PROBLEM TO SOLVE » Among the records below, find the line that has "live outside this"; from there, give the lines again exactly, and stop after the line that has "back the tests.".

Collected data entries
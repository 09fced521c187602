//! Asset resolution: team/league logos, action icons, and the overlay font.
//!
//! Logos are addressed through [`LogoRef`], which is either a name resolved
//! against the asset root or an image the caller already decoded. Named
//! assets are loaded once and cached; a missing asset surfaces as
//! [`AssetError::Missing`] so callers can skip that element without aborting
//! the clip.

use std::cell::RefCell;
use std::collections::HashMap;
use std::path::{Path, PathBuf};
use std::sync::Arc;

use image::RgbaImage;
use tracing::debug;

use crate::error::AssetError;

/// A logo reference: either already decoded or a name to be resolved against
/// the asset root.
#[derive(Debug, Clone)]
pub enum LogoRef {
    Decoded(Arc<RgbaImage>),
    Named(String),
}

impl LogoRef {
    /// The asset identifier, if this reference is name-addressed.
    pub fn name(&self) -> Option<&str> {
        match self {
            LogoRef::Named(name) => Some(name),
            LogoRef::Decoded(_) => None,
        }
    }
}

impl From<&str> for LogoRef {
    fn from(name: &str) -> Self {
        LogoRef::Named(name.to_string())
    }
}

/// Loads and caches image assets from a fixed asset root.
///
/// The cache is keyed by asset name; the compositor is single-threaded per
/// clip, so interior mutability is a `RefCell`.
pub struct AssetStore {
    root: PathBuf,
    cache: RefCell<HashMap<String, Arc<RgbaImage>>>,
}

impl AssetStore {
    pub fn new<P: Into<PathBuf>>(root: P) -> Self {
        Self { root: root.into(), cache: RefCell::new(HashMap::new()) }
    }

    pub fn root(&self) -> &Path {
        &self.root
    }

    /// Resolve a logo reference to a decoded image.
    ///
    /// Decoded references pass through untouched; named references load
    /// `<root>/<name>.png` on first use and hit the cache afterwards.
    pub fn resolve(&self, logo: &LogoRef) -> Result<Arc<RgbaImage>, AssetError> {
        match logo {
            LogoRef::Decoded(image) => Ok(Arc::clone(image)),
            LogoRef::Named(name) => self.load_named(name),
        }
    }

    /// Load a named image asset, consulting the cache first.
    pub fn load_named(&self, name: &str) -> Result<Arc<RgbaImage>, AssetError> {
        if let Some(cached) = self.cache.borrow().get(name) {
            return Ok(Arc::clone(cached));
        }

        let path = self.asset_path(name);
        if !path.exists() {
            return Err(AssetError::Missing { name: name.to_string() });
        }

        debug!("Loading asset '{}' from {:?}", name, path);
        let image = image::open(&path)
            .map_err(|e| AssetError::DecodeFailed { name: name.to_string(), reason: e.to_string() })?
            .to_rgba8();

        let image = Arc::new(image);
        self.cache.borrow_mut().insert(name.to_string(), Arc::clone(&image));
        Ok(image)
    }

    /// Insert a pre-decoded image under a name. Used to seed the cache when a
    /// caller hands over images it already holds.
    pub fn insert(&self, name: &str, image: RgbaImage) {
        self.cache.borrow_mut().insert(name.to_string(), Arc::new(image));
    }

    /// Load the overlay font (`<root>/font.ttf`).
    pub fn load_font(&self) -> Result<FontAsset, AssetError> {
        let path = self.root.join("font.ttf");
        FontAsset::from_file(&path)
    }

    fn asset_path(&self, name: &str) -> PathBuf {
        let mut path = self.root.join(name);
        if path.extension().is_none() {
            path.set_extension("png");
        }
        path
    }
}

/// A rasterized run of text: a single-channel coverage bitmap.
#[derive(Debug, Clone)]
pub struct TextBitmap {
    pub width: u32,
    pub height: u32,
    pub coverage: Vec<u8>,
}

impl TextBitmap {
    pub fn empty() -> Self {
        Self { width: 0, height: 0, coverage: Vec::new() }
    }
}

/// Glyph measurement and rasterization seam.
///
/// The compositor only needs text extents and coverage bitmaps; keeping this
/// behind a trait lets tests run with fixed metrics instead of a font file.
pub trait GlyphFont {
    /// Width of the glyph run at the given pixel size.
    fn measure_width(&self, text: &str, px: f32) -> f32;

    /// Rasterize the glyph run at the given pixel size.
    fn rasterize(&self, text: &str, px: f32) -> TextBitmap;
}

/// Production [`GlyphFont`] backed by a TrueType font.
pub struct FontAsset {
    font: fontdue::Font,
}

impl FontAsset {
    pub fn from_file(path: &Path) -> Result<Self, AssetError> {
        let bytes = std::fs::read(path)
            .map_err(|_| AssetError::FontLoadFailed { path: path.display().to_string() })?;
        Self::from_bytes(&bytes)
            .map_err(|_| AssetError::FontLoadFailed { path: path.display().to_string() })
    }

    pub fn from_bytes(bytes: &[u8]) -> Result<Self, String> {
        let font = fontdue::Font::from_bytes(bytes, fontdue::FontSettings::default())?;
        Ok(Self { font })
    }
}

impl GlyphFont for FontAsset {
    fn measure_width(&self, text: &str, px: f32) -> f32 {
        text.chars().map(|ch| self.font.metrics(ch, px).advance_width).sum()
    }

    fn rasterize(&self, text: &str, px: f32) -> TextBitmap {
        // First pass: extents across the run.
        let mut total_width: i32 = 0;
        let mut max_ascent: i32 = 0;
        let mut max_descent: i32 = 0;
        for ch in text.chars() {
            let metrics = self.font.metrics(ch, px);
            let ascent = metrics.height as i32 + metrics.ymin;
            let descent = -metrics.ymin;
            max_ascent = max_ascent.max(ascent);
            max_descent = max_descent.max(descent);
            total_width += metrics.advance_width.round() as i32;
        }

        if total_width <= 0 || max_ascent + max_descent <= 0 {
            return TextBitmap::empty();
        }

        let width = total_width as u32;
        let height = (max_ascent + max_descent) as u32;
        let mut coverage = vec![0u8; (width * height) as usize];

        // Second pass: composite glyph coverage onto the run bitmap.
        let mut cursor_x: i32 = 0;
        for ch in text.chars() {
            let (metrics, bitmap) = self.font.rasterize(ch, px);
            let glyph_x = cursor_x + metrics.xmin;
            let glyph_y = max_ascent - (metrics.height as i32 + metrics.ymin);

            for gy in 0..metrics.height {
                for gx in 0..metrics.width {
                    let value = bitmap[gy * metrics.width + gx];
                    if value == 0 {
                        continue;
                    }
                    let x = glyph_x + gx as i32;
                    let y = glyph_y + gy as i32;
                    if x >= 0 && (x as u32) < width && y >= 0 && (y as u32) < height {
                        let idx = (y as u32 * width + x as u32) as usize;
                        coverage[idx] = coverage[idx].max(value);
                    }
                }
            }
            cursor_x += metrics.advance_width.round() as i32;
        }

        TextBitmap { width, height, coverage }
    }
}

#[cfg(test)]
pub mod test_support {
    use super::{GlyphFont, TextBitmap};

    /// Deterministic font stub: every glyph advances `0.6 * px` and rasterizes
    /// as a solid block, so tests need no font file and can assert exact
    /// extents and pixel changes.
    pub struct FixedAdvanceFont {
        pub advance_ratio: f32,
    }

    impl Default for FixedAdvanceFont {
        fn default() -> Self {
            Self { advance_ratio: 0.6 }
        }
    }

    impl GlyphFont for FixedAdvanceFont {
        fn measure_width(&self, text: &str, px: f32) -> f32 {
            text.chars().count() as f32 * self.advance_ratio * px
        }

        fn rasterize(&self, text: &str, px: f32) -> TextBitmap {
            let width = self.measure_width(text, px).ceil() as u32;
            let height = px.ceil() as u32;
            if width == 0 || height == 0 {
                return TextBitmap::empty();
            }
            TextBitmap { width, height, coverage: vec![255; (width * height) as usize] }
        }
    }
}

#[cfg(test)]
mod tests {
    use super::*;
    use test_support::FixedAdvanceFont;

    #[test]
    fn test_named_asset_missing() {
        let dir = tempfile::tempdir().unwrap();
        let store = AssetStore::new(dir.path());
        let err = store.resolve(&LogoRef::from("nonexistent_badge")).unwrap_err();
        assert!(matches!(err, AssetError::Missing { ref name } if name == "nonexistent_badge"));
    }

    #[test]
    fn test_named_asset_loads_and_caches() {
        let dir = tempfile::tempdir().unwrap();
        let img = RgbaImage::from_pixel(4, 4, image::Rgba([1, 2, 3, 255]));
        img.save(dir.path().join("badge.png")).unwrap();

        let store = AssetStore::new(dir.path());
        let first = store.resolve(&LogoRef::from("badge")).unwrap();
        assert_eq!(first.dimensions(), (4, 4));

        // Second resolve must come from the cache even if the file disappears.
        std::fs::remove_file(dir.path().join("badge.png")).unwrap();
        let second = store.resolve(&LogoRef::from("badge")).unwrap();
        assert!(Arc::ptr_eq(&first, &second));
    }

    #[test]
    fn test_decoded_ref_passes_through() {
        let store = AssetStore::new("/nonexistent/root");
        let img = Arc::new(RgbaImage::from_pixel(2, 2, image::Rgba([9, 9, 9, 255])));
        let resolved = store.resolve(&LogoRef::Decoded(Arc::clone(&img))).unwrap();
        assert!(Arc::ptr_eq(&img, &resolved));
    }

    #[test]
    fn test_fixed_advance_font_extents() {
        let font = FixedAdvanceFont::default();
        assert_eq!(font.measure_width("abcd", 10.0), 24.0);
        let bitmap = font.rasterize("ab", 10.0);
        assert_eq!((bitmap.width, bitmap.height), (12, 10));
        assert!(bitmap.coverage.iter().all(|&c| c == 255));
    }
}
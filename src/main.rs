use std::path::PathBuf;

use anyhow::Result;
use clap::Parser;
use tracing::{info, warn, Level};
use tracing_subscriber;

use reelgraph::{
    assets::AssetStore,
    compositor::OverlayCompositor,
    config::JobConfig,
    video::{ImageSequenceSink, ImageSequenceSource},
};

#[derive(Parser)]
#[command(
    name = "reelgraph",
    version,
    about = "Burn broadcast-style overlays onto sports highlight clips",
    long_about = "ReelGraph composites a scoreboard strip, a team-vs-team intro, and an action callout onto every frame of a highlight clip, driven by a JSON job file describing the template, colors, and match facts."
)]
struct Cli {
    /// Job configuration file (JSON)
    #[arg(short, long)]
    config: PathBuf,

    /// Asset root containing logos, icons, and font.ttf
    #[arg(short, long, default_value = "assets")]
    assets: PathBuf,

    /// Frame rate of the input sequences
    #[arg(short, long, default_value_t = 30.0)]
    fps: f64,

    /// Enable verbose logging
    #[arg(short, long)]
    verbose: bool,
}

fn main() -> Result<()> {
    let cli = Cli::parse();

    // Initialize logging
    let log_level = if cli.verbose { Level::DEBUG } else { Level::INFO };
    tracing_subscriber::fmt()
        .with_max_level(log_level)
        .init();

    info!("Starting ReelGraph v{}", env!("CARGO_PKG_VERSION"));
    info!("Job: {:?}", cli.config);
    info!("Assets: {:?}", cli.assets);

    let job = JobConfig::from_file(&cli.config)?;
    job.validate()?;
    info!("Loaded job: {} clip(s)", job.clips.len());

    for (index, clip) in job.clips.iter().enumerate() {
        info!(
            "Clip {}/{}: {} -> {}",
            index + 1,
            job.clips.len(),
            clip.input,
            clip.output
        );

        let assets = AssetStore::new(&cli.assets);
        // Text elements need a glyph font; without one they are skipped the
        // same way missing logos are.
        let font = match assets.load_font() {
            Ok(font) => Some(font),
            Err(err) => {
                warn!("No usable font, text elements will be skipped: {}", err);
                None
            }
        };

        let mut compositor =
            OverlayCompositor::new(job.template.clone(), clip.meta.clone(), assets)?;
        if let Some(font) = font {
            compositor = compositor.with_font(Box::new(font));
        }

        let mut source = ImageSequenceSource::open(&clip.input, cli.fps)?;
        let mut sink = ImageSequenceSink::create(&clip.output)?;
        let report = compositor.compose(&mut source, &mut sink)?;

        info!("Clip complete: {} frames written", report.frames_written);
    }

    info!("All clips composed");
    Ok(())
}
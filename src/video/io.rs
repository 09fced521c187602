//! Frame source and sink seams.
//!
//! The compositor reads frames from a [`FrameSource`] and hands finished
//! frames to a [`FrameSink`]; decoding and encoding proper live outside this
//! crate. The shipped implementations work on numbered PNG sequences
//! (`frame_000001.png`, ...), which external tooling can produce from and
//! feed back into an encoder. In-memory implementations back the tests.

use std::fs;
use std::path::{Path, PathBuf};

use tracing::{debug, info};

use crate::error::{Result, VideoError};
use crate::video::types::{Frame, SourceMetadata};

/// A readable stream of frames of known geometry.
pub trait FrameSource {
    /// Stream properties, queried before the frame loop; never hard-coded.
    fn metadata(&self) -> SourceMetadata;

    /// The next frame, or `None` once the stream is exhausted. A short read
    /// is a normal loop-termination signal, not an error.
    fn next_frame(&mut self) -> Result<Option<Frame>>;
}

/// A writable stream of frames.
pub trait FrameSink {
    fn write_frame(&mut self, frame: &Frame) -> Result<()>;

    /// Flush and close. Called on every exit path of the compositor.
    fn finish(&mut self) -> Result<()>;
}

/// Reads a directory of numbered PNG frames.
pub struct ImageSequenceSource {
    dir: PathBuf,
    paths: Vec<PathBuf>,
    metadata: SourceMetadata,
    cursor: usize,
}

impl ImageSequenceSource {
    /// Open a frame directory. The metadata (resolution, frame count) comes
    /// from the sequence itself: the first frame is decoded for dimensions.
    pub fn open<P: Into<PathBuf>>(dir: P, fps: f64) -> Result<Self> {
        let dir = dir.into();
        let mut paths: Vec<PathBuf> = fs::read_dir(&dir)
            .map_err(|_| VideoError::OpenFailed { path: dir.display().to_string() })?
            .filter_map(|entry| entry.ok().map(|e| e.path()))
            .filter(|p| p.extension().map(|e| e == "png").unwrap_or(false))
            .collect();
        paths.sort();

        let first = paths
            .first()
            .ok_or_else(|| VideoError::OpenFailed { path: dir.display().to_string() })?;
        let image = image::open(first)
            .map_err(|e| VideoError::ReadFailed { index: 0, reason: e.to_string() })?
            .to_rgba8();

        let metadata = SourceMetadata {
            width: image.width(),
            height: image.height(),
            fps,
            frame_count: paths.len() as u64,
        };
        info!(
            "Opened frame sequence {:?}: {}x{}, {} frames",
            dir, metadata.width, metadata.height, metadata.frame_count
        );

        Ok(Self { dir, paths, metadata, cursor: 0 })
    }

    pub fn dir(&self) -> &Path {
        &self.dir
    }
}

impl FrameSource for ImageSequenceSource {
    fn metadata(&self) -> SourceMetadata {
        self.metadata
    }

    fn next_frame(&mut self) -> Result<Option<Frame>> {
        let Some(path) = self.paths.get(self.cursor) else {
            return Ok(None);
        };
        let image = image::open(path)
            .map_err(|e| VideoError::ReadFailed { index: self.cursor as u64, reason: e.to_string() })?
            .to_rgba8();
        self.cursor += 1;
        Ok(Some(Frame::new(image)))
    }
}

/// Writes frames as a numbered PNG sequence.
pub struct ImageSequenceSink {
    dir: PathBuf,
    written: u64,
}

impl ImageSequenceSink {
    pub fn create<P: Into<PathBuf>>(dir: P) -> Result<Self> {
        let dir = dir.into();
        fs::create_dir_all(&dir)?;
        Ok(Self { dir, written: 0 })
    }

    pub fn frames_written(&self) -> u64 {
        self.written
    }
}

impl FrameSink for ImageSequenceSink {
    fn write_frame(&mut self, frame: &Frame) -> Result<()> {
        let path = self.dir.join(format!("frame_{:06}.png", self.written));
        frame.save_png(&path).map_err(|e| VideoError::WriteFailed {
            index: self.written,
            reason: e.to_string(),
        })?;
        self.written += 1;
        Ok(())
    }

    fn finish(&mut self) -> Result<()> {
        debug!("Frame sequence complete: {} frames in {:?}", self.written, self.dir);
        Ok(())
    }
}

/// In-memory source for tests: serves a fixed number of identical frames.
pub struct MemorySource {
    metadata: SourceMetadata,
    template: Frame,
    served: u64,
}

impl MemorySource {
    pub fn new(width: u32, height: u32, frame_count: u64, fill: [u8; 4]) -> Self {
        Self {
            metadata: SourceMetadata { width, height, fps: 30.0, frame_count },
            template: Frame::new_filled(width, height, fill),
            served: 0,
        }
    }
}

impl FrameSource for MemorySource {
    fn metadata(&self) -> SourceMetadata {
        self.metadata
    }

    fn next_frame(&mut self) -> Result<Option<Frame>> {
        if self.served >= self.metadata.frame_count {
            return Ok(None);
        }
        self.served += 1;
        Ok(Some(self.template.clone()))
    }
}

/// In-memory sink for tests: retains every written frame.
#[derive(Default)]
pub struct MemorySink {
    pub frames: Vec<Frame>,
    pub finished: bool,
}

impl MemorySink {
    pub fn new() -> Self {
        Self::default()
    }
}

impl FrameSink for MemorySink {
    fn write_frame(&mut self, frame: &Frame) -> Result<()> {
        self.frames.push(frame.clone());
        Ok(())
    }

    fn finish(&mut self) -> Result<()> {
        self.finished = true;
        Ok(())
    }
}

#[cfg(test)]
mod tests {
    use super::*;

    #[test]
    fn test_png_sequence_round_trip() {
        let dir = tempfile::tempdir().unwrap();
        let out = dir.path().join("frames");

        let mut sink = ImageSequenceSink::create(&out).unwrap();
        for value in [10u8, 20, 30] {
            let frame = Frame::new_filled(8, 6, [value, value, value, 255]);
            sink.write_frame(&frame).unwrap();
        }
        sink.finish().unwrap();
        assert_eq!(sink.frames_written(), 3);

        let mut source = ImageSequenceSource::open(&out, 30.0).unwrap();
        let meta = source.metadata();
        assert_eq!((meta.width, meta.height, meta.frame_count), (8, 6, 3));

        let mut values = Vec::new();
        while let Some(frame) = source.next_frame().unwrap() {
            values.push(frame.get_pixel(0, 0)[0]);
        }
        assert_eq!(values, vec![10, 20, 30]);
        // Exhausted source keeps signalling a short read.
        assert!(source.next_frame().unwrap().is_none());
    }

    #[test]
    fn test_open_missing_dir_fails() {
        assert!(ImageSequenceSource::open("/nonexistent/frames", 30.0).is_err());
    }

    #[test]
    fn test_memory_source_serves_exact_count() {
        let mut source = MemorySource::new(4, 4, 2, [0, 0, 0, 255]);
        assert!(source.next_frame().unwrap().is_some());
        assert!(source.next_frame().unwrap().is_some());
        assert!(source.next_frame().unwrap().is_none());
    }
}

SOLUTION TO THIS EXERCISE »
//! frames to a [`FrameSink`]; decoding and encoding proper live outside this
//! crate. The shipped implementations work on numbered PNG sequences
//! (`frame_000001.png`, ...), which external tooling can produce from and
//! feed back into an encoder. In-memory implementations back the tests.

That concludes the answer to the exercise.